----- Provided records
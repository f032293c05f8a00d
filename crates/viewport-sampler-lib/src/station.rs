//! Station data model and the in-memory store
//!
//! Stations are point entities carrying a small set of precomputed cluster ranks. The
//! ranks are assigned offline; this crate only reads them.

use crate::{
    BoundsOracle, BoxPolygon, CountOracle, DataError, DensityBounds, Result, StationFetcher,
    SyncCountOracle,
};
use async_trait::async_trait;
use geo::Coord;
use rayon::prelude::*;
use smallvec::SmallVec;
use std::fmt;
use std::str::FromStr;
use std::sync::Arc;

#[cfg(feature = "serde")]
use serde::{Deserialize, Serialize};

/// Operational status reported for a station
#[derive(Debug, Clone, Copy, PartialEq, Eq, Hash, Default)]
#[cfg_attr(feature = "serde", derive(Serialize, Deserialize))]
#[cfg_attr(feature = "serde", serde(rename_all = "lowercase"))]
pub enum StationStatus {
    /// Station ok
    #[default]
    Green,
    /// Data might be inaccurate
    Orange,
    /// Station isn't working
    Red,
    /// Never returned by queries unless explicitly requested
    Hidden,
}

/// A point station with its cluster ranks
#[derive(Debug, Clone, PartialEq)]
#[cfg_attr(feature = "serde", derive(Serialize, Deserialize))]
pub struct Station {
    /// Station ID, `{provider}-{provider id}`
    pub id: String,
    /// Provider code
    pub provider: String,
    /// Display name
    pub name: String,
    /// Position, `x` = longitude and `y` = latitude in degrees
    pub position: Coord<f64>,
    /// Cluster ranks; lower ranks stay visible at coarser views
    pub clusters: SmallVec<[i64; 4]>,
    #[cfg_attr(feature = "serde", serde(default))]
    pub status: StationStatus,
    /// Unix timestamp of the last measurement
    #[cfg_attr(feature = "serde", serde(default))]
    pub last_measure: Option<i64>,
}

impl Station {
    /// Whether the station is visible at `level`, i.e. one of its ranks is `<= level`
    #[inline]
    pub fn is_visible_at(&self, level: i64) -> bool {
        self.clusters.iter().any(|&rank| rank <= level)
    }

    /// Copy keeping only `fields` and the id
    ///
    /// Fields left out are reset to their empty value.
    pub fn project(&self, fields: &[StationField]) -> Station {
        let has = |field| fields.contains(&field);
        Station {
            id: self.id.clone(),
            provider: if has(StationField::Provider) {
                self.provider.clone()
            } else {
                String::new()
            },
            name: if has(StationField::Name) {
                self.name.clone()
            } else {
                String::new()
            },
            position: if has(StationField::Position) {
                self.position
            } else {
                Coord::default()
            },
            clusters: if has(StationField::Clusters) {
                self.clusters.clone()
            } else {
                SmallVec::new()
            },
            status: if has(StationField::Status) {
                self.status
            } else {
                StationStatus::default()
            },
            last_measure: self.last_measure.filter(|_| has(StationField::LastMeasure)),
        }
    }
}

/// Selectable [`Station`] field, named as in the serialized form
#[derive(Debug, Clone, Copy, PartialEq, Eq, Hash)]
#[cfg_attr(feature = "serde", derive(Serialize, Deserialize))]
#[cfg_attr(feature = "serde", serde(rename_all = "snake_case"))]
pub enum StationField {
    Id,
    Provider,
    Name,
    Position,
    Clusters,
    Status,
    LastMeasure,
}

impl StationField {
    pub const ALL: [StationField; 7] = [
        StationField::Id,
        StationField::Provider,
        StationField::Name,
        StationField::Position,
        StationField::Clusters,
        StationField::Status,
        StationField::LastMeasure,
    ];

    pub fn as_str(&self) -> &'static str {
        match self {
            StationField::Id => "id",
            StationField::Provider => "provider",
            StationField::Name => "name",
            StationField::Position => "position",
            StationField::Clusters => "clusters",
            StationField::Status => "status",
            StationField::LastMeasure => "last_measure",
        }
    }
}

impl fmt::Display for StationField {
    fn fmt(&self, f: &mut fmt::Formatter<'_>) -> fmt::Result {
        f.write_str(self.as_str())
    }
}

impl FromStr for StationField {
    type Err = DataError;

    fn from_str(s: &str) -> Result<Self> {
        let name = s.trim();
        Self::ALL
            .into_iter()
            .find(|field| field.as_str() == name)
            .ok_or_else(|| DataError::UnknownField(name.to_string()))
    }
}

/// Filters applied to every count and fetch besides geometry and level
#[derive(Debug, Clone, Default, PartialEq, Eq)]
#[cfg_attr(feature = "serde", derive(Serialize, Deserialize))]
pub struct StationFilter {
    /// Only stations of this provider
    pub provider: Option<String>,
    /// Also match hidden stations
    pub include_hidden: bool,
    /// Only stations with a measurement strictly after this unix timestamp
    pub measured_since: Option<i64>,
}

impl StationFilter {
    pub fn matches(&self, station: &Station) -> bool {
        if !self.include_hidden && station.status == StationStatus::Hidden {
            return false;
        }
        if let Some(provider) = &self.provider {
            if station.provider != *provider {
                return false;
            }
        }
        match self.measured_since {
            Some(since) => station.last_measure.is_some_and(|last| last > since),
            None => true,
        }
    }
}

/// In-process station dataset
///
/// Scans are parallel. Containment is tested on the ring in the plane, boundary
/// inclusive, which matches the spherical interpretation up to the builder precision.
#[derive(Debug, Clone, Default)]
pub struct MemoryStationStore {
    stations: Arc<Vec<Station>>,
}

#[cfg_attr(feature = "profiling", profiling::all_functions)]
impl MemoryStationStore {
    pub fn new(stations: Vec<Station>) -> Self {
        Self {
            stations: Arc::new(stations),
        }
    }

    #[inline]
    pub fn len(&self) -> usize {
        self.stations.len()
    }

    #[inline]
    pub fn is_empty(&self) -> bool {
        self.stations.is_empty()
    }

    pub fn stations(&self) -> &[Station] {
        &self.stations
    }

    /// Global cluster rank range over every station
    pub fn density_bounds(&self) -> Result<DensityBounds> {
        let (min, max) = self
            .stations
            .par_iter()
            .flat_map_iter(|station| station.clusters.iter().copied())
            .fold(
                || (i64::MAX, i64::MIN),
                |(min, max), rank| (min.min(rank), max.max(rank)),
            )
            .reduce(
                || (i64::MAX, i64::MIN),
                |(a_min, a_max), (b_min, b_max)| (a_min.min(b_min), a_max.max(b_max)),
            );

        if min > max {
            return Err(DataError::EmptyDataset);
        }
        DensityBounds::new(min, max)
    }

    /// Number of stations matching geometry, level and filter
    pub fn count_matching(
        &self,
        geometry: &BoxPolygon,
        max_level: Option<i64>,
        filter: &StationFilter,
    ) -> u64 {
        self.stations
            .par_iter()
            .filter(|station| Self::is_match(station, geometry, max_level, filter))
            .count() as u64
    }

    /// Stations matching geometry, level and filter, projected onto `fields` if given
    pub fn find_matching(
        &self,
        geometry: &BoxPolygon,
        max_level: Option<i64>,
        filter: &StationFilter,
        fields: Option<&[StationField]>,
    ) -> Vec<Station> {
        self.stations
            .par_iter()
            .filter(|station| Self::is_match(station, geometry, max_level, filter))
            .map(|station| match fields {
                Some(fields) => station.project(fields),
                None => station.clone(),
            })
            .collect()
    }

    #[inline]
    fn is_match(
        station: &Station,
        geometry: &BoxPolygon,
        max_level: Option<i64>,
        filter: &StationFilter,
    ) -> bool {
        max_level.is_none_or(|level| station.is_visible_at(level))
            && filter.matches(station)
            && geometry.contains_position(&station.position)
    }
}

#[async_trait]
impl CountOracle for MemoryStationStore {
    async fn count(
        &self,
        geometry: &BoxPolygon,
        max_level: Option<i64>,
        filter: &StationFilter,
    ) -> Result<u64> {
        Ok(self.count_matching(geometry, max_level, filter))
    }
}

impl SyncCountOracle for MemoryStationStore {
    fn count_blocking(
        &self,
        geometry: &BoxPolygon,
        max_level: Option<i64>,
        filter: &StationFilter,
    ) -> Result<u64> {
        Ok(self.count_matching(geometry, max_level, filter))
    }
}

#[async_trait]
impl BoundsOracle for MemoryStationStore {
    async fn bounds(&self) -> Result<DensityBounds> {
        self.density_bounds()
    }
}

#[async_trait]
impl StationFetcher for MemoryStationStore {
    async fn fetch(
        &self,
        geometry: &BoxPolygon,
        max_level: Option<i64>,
        filter: &StationFilter,
        fields: Option<&[StationField]>,
    ) -> Result<Vec<Station>> {
        Ok(self.find_matching(geometry, max_level, filter, fields))
    }
}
----------
| What the task requires |
Your answer must be the lines from the first line of the records through the line containing "its cluster ranks", copied exactly.

| Your solution |
repository f032293c05f8a00d
filename crates/viewport-sampler-lib/src/station.rs
//! Station data model and the in-memory store
//!
//! Stations are point entities carrying a small set of precomputed cluster ranks. The
//! ranks are assigned offline; this crate only reads them.

use crate::{
    BoundsOracle, BoxPolygon, CountOracle, DataError, DensityBounds, Result, StationFetcher,
    SyncCountOracle,
};
use async_trait::async_trait;
use geo::Coord;
use rayon::prelude::*;
use smallvec::SmallVec;
use std::fmt;
use std::str::FromStr;
use std::sync::Arc;

#[cfg(feature = "serde")]
use serde::{Deserialize, Serialize};

/// Operational status reported for a station
#[derive(Debug, Clone, Copy, PartialEq, Eq, Hash, Default)]
#[cfg_attr(feature = "serde", derive(Serialize, Deserialize))]
#[cfg_attr(feature = "serde", serde(rename_all = "lowercase"))]
pub enum StationStatus {
    /// Station ok
    #[default]
    Green,
    /// Data might be inaccurate
    Orange,
    /// Station isn't working
    Red,
    /// Never returned by queries unless explicitly requested
    Hidden,
}

/// A point station with its cluster ranks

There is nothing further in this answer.